*** Extracted material Section Begins ***
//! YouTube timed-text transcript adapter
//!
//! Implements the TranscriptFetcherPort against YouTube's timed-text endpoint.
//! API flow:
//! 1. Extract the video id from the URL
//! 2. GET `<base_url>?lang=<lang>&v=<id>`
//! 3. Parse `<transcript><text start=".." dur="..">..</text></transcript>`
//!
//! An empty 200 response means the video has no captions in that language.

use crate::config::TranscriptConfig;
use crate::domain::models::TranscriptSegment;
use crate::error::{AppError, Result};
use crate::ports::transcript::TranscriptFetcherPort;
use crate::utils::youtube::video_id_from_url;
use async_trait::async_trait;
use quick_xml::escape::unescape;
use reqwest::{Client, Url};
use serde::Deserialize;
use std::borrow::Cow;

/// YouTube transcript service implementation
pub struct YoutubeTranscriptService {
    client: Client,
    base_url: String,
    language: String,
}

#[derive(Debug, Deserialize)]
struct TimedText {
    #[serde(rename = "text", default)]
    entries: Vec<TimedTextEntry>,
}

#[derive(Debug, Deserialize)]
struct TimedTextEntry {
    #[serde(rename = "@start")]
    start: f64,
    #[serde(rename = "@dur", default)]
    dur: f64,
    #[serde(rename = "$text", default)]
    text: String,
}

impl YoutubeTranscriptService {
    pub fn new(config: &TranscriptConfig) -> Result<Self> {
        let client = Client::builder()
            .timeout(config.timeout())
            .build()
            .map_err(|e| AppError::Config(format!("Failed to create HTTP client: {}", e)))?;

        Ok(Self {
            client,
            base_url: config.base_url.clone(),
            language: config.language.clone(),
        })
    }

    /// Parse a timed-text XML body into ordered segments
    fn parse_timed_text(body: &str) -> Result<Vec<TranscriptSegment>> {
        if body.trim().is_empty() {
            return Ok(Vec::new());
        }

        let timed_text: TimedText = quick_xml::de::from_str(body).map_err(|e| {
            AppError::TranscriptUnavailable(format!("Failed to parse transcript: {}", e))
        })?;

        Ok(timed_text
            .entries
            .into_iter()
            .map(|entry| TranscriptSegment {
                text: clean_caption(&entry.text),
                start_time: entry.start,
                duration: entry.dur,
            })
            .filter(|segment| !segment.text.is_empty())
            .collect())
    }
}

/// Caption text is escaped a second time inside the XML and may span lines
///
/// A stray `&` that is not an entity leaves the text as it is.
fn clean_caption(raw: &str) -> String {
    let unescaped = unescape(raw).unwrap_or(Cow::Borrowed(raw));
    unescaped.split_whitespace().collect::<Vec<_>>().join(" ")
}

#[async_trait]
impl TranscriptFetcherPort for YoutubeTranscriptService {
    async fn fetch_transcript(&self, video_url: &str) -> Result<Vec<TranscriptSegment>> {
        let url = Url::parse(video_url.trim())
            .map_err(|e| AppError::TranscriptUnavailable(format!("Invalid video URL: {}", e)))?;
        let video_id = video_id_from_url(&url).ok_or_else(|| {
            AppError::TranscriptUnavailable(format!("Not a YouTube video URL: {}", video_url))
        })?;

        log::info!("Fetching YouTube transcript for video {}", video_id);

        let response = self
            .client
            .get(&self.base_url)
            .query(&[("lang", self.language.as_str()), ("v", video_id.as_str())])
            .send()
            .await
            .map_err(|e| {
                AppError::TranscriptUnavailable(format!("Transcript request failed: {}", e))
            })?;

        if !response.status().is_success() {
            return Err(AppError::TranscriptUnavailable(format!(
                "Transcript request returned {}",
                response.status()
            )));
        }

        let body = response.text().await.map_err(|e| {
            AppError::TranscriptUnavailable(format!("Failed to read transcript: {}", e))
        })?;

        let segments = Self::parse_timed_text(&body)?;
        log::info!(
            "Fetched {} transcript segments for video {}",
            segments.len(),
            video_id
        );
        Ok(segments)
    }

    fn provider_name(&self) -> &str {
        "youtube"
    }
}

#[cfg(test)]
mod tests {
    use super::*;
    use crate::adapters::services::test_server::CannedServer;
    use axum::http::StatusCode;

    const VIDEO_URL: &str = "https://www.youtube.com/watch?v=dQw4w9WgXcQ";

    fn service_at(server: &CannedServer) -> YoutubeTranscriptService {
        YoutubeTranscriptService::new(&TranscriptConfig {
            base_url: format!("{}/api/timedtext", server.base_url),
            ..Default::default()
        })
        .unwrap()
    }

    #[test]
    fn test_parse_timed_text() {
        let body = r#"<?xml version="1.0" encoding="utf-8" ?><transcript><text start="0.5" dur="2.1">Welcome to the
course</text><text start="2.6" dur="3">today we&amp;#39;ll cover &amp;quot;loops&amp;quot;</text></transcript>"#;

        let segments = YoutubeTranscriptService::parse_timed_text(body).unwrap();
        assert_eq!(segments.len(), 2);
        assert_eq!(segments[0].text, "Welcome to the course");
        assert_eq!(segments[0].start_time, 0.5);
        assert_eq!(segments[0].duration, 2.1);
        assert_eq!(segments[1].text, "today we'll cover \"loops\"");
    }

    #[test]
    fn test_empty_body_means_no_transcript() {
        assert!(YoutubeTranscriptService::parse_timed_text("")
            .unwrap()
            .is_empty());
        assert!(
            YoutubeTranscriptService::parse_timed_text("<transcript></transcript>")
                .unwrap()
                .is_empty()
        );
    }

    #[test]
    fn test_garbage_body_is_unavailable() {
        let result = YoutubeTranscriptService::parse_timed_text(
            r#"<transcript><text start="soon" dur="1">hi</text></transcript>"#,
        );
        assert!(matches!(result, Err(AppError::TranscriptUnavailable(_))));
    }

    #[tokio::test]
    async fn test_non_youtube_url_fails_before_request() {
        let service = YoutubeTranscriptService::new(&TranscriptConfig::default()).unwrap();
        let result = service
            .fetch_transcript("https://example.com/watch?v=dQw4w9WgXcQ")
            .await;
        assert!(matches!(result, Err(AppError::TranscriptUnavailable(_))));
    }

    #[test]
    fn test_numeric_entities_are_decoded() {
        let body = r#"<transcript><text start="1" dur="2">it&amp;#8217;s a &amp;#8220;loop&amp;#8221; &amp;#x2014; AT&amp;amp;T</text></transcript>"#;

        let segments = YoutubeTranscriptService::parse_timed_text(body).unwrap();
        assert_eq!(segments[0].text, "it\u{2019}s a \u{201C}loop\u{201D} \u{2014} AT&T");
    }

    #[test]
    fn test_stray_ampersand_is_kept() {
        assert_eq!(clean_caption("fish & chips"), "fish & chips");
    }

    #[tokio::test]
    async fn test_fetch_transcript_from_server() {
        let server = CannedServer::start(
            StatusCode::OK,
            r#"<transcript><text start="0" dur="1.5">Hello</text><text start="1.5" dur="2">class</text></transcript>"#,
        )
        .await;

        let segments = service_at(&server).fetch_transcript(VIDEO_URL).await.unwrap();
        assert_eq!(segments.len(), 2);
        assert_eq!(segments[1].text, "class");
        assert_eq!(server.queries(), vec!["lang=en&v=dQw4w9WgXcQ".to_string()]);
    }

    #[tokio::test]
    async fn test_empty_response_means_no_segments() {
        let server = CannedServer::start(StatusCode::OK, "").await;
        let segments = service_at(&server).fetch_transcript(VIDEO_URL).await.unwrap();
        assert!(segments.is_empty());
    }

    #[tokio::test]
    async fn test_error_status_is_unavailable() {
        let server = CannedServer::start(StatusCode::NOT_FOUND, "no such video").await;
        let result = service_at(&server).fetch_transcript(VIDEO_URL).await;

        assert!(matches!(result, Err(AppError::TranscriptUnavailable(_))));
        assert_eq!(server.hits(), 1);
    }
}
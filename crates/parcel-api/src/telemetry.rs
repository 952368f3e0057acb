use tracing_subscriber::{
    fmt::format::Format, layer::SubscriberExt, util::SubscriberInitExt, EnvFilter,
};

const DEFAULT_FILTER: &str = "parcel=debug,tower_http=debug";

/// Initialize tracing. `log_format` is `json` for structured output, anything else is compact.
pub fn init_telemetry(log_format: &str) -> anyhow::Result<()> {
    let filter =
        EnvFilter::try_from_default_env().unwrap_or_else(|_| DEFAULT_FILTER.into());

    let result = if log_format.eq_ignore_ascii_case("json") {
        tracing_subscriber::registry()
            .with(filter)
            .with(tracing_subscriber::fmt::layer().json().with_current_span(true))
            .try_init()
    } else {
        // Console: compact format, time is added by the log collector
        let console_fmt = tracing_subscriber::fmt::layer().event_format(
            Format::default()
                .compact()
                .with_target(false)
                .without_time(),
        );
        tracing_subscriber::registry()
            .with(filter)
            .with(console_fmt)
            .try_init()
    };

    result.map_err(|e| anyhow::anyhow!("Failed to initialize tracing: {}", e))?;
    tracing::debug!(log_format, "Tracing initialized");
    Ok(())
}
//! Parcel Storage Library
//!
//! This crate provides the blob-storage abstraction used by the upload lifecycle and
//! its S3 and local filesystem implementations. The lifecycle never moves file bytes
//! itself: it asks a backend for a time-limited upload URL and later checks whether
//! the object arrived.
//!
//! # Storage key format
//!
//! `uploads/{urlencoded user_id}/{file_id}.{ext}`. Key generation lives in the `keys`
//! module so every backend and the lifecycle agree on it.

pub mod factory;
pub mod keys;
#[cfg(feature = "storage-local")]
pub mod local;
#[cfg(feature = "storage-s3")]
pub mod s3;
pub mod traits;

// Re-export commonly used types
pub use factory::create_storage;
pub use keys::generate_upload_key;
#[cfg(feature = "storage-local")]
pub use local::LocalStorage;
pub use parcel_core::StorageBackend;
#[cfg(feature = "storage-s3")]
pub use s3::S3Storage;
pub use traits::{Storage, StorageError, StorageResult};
*** Extracted material Section Ends ***
*** Extracted material Section Begins ***
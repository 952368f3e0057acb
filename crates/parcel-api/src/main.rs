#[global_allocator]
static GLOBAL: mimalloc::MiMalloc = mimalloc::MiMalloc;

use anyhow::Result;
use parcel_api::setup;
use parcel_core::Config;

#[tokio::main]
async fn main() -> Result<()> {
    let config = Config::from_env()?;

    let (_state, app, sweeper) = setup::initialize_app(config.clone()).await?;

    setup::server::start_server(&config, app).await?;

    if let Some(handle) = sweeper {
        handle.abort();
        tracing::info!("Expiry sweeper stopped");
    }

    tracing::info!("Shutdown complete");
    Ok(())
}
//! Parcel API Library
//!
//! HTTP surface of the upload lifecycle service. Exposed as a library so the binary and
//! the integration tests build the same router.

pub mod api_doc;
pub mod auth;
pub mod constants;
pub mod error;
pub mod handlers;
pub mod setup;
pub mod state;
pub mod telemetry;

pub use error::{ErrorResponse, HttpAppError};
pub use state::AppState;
*** Extracted material Section Ends ***
» Work item:
Wherever the string "factory" appears in the data above, copy the line it sits in.

» Answer to this problem:
pub mod factory;
pub use factory::create_storage;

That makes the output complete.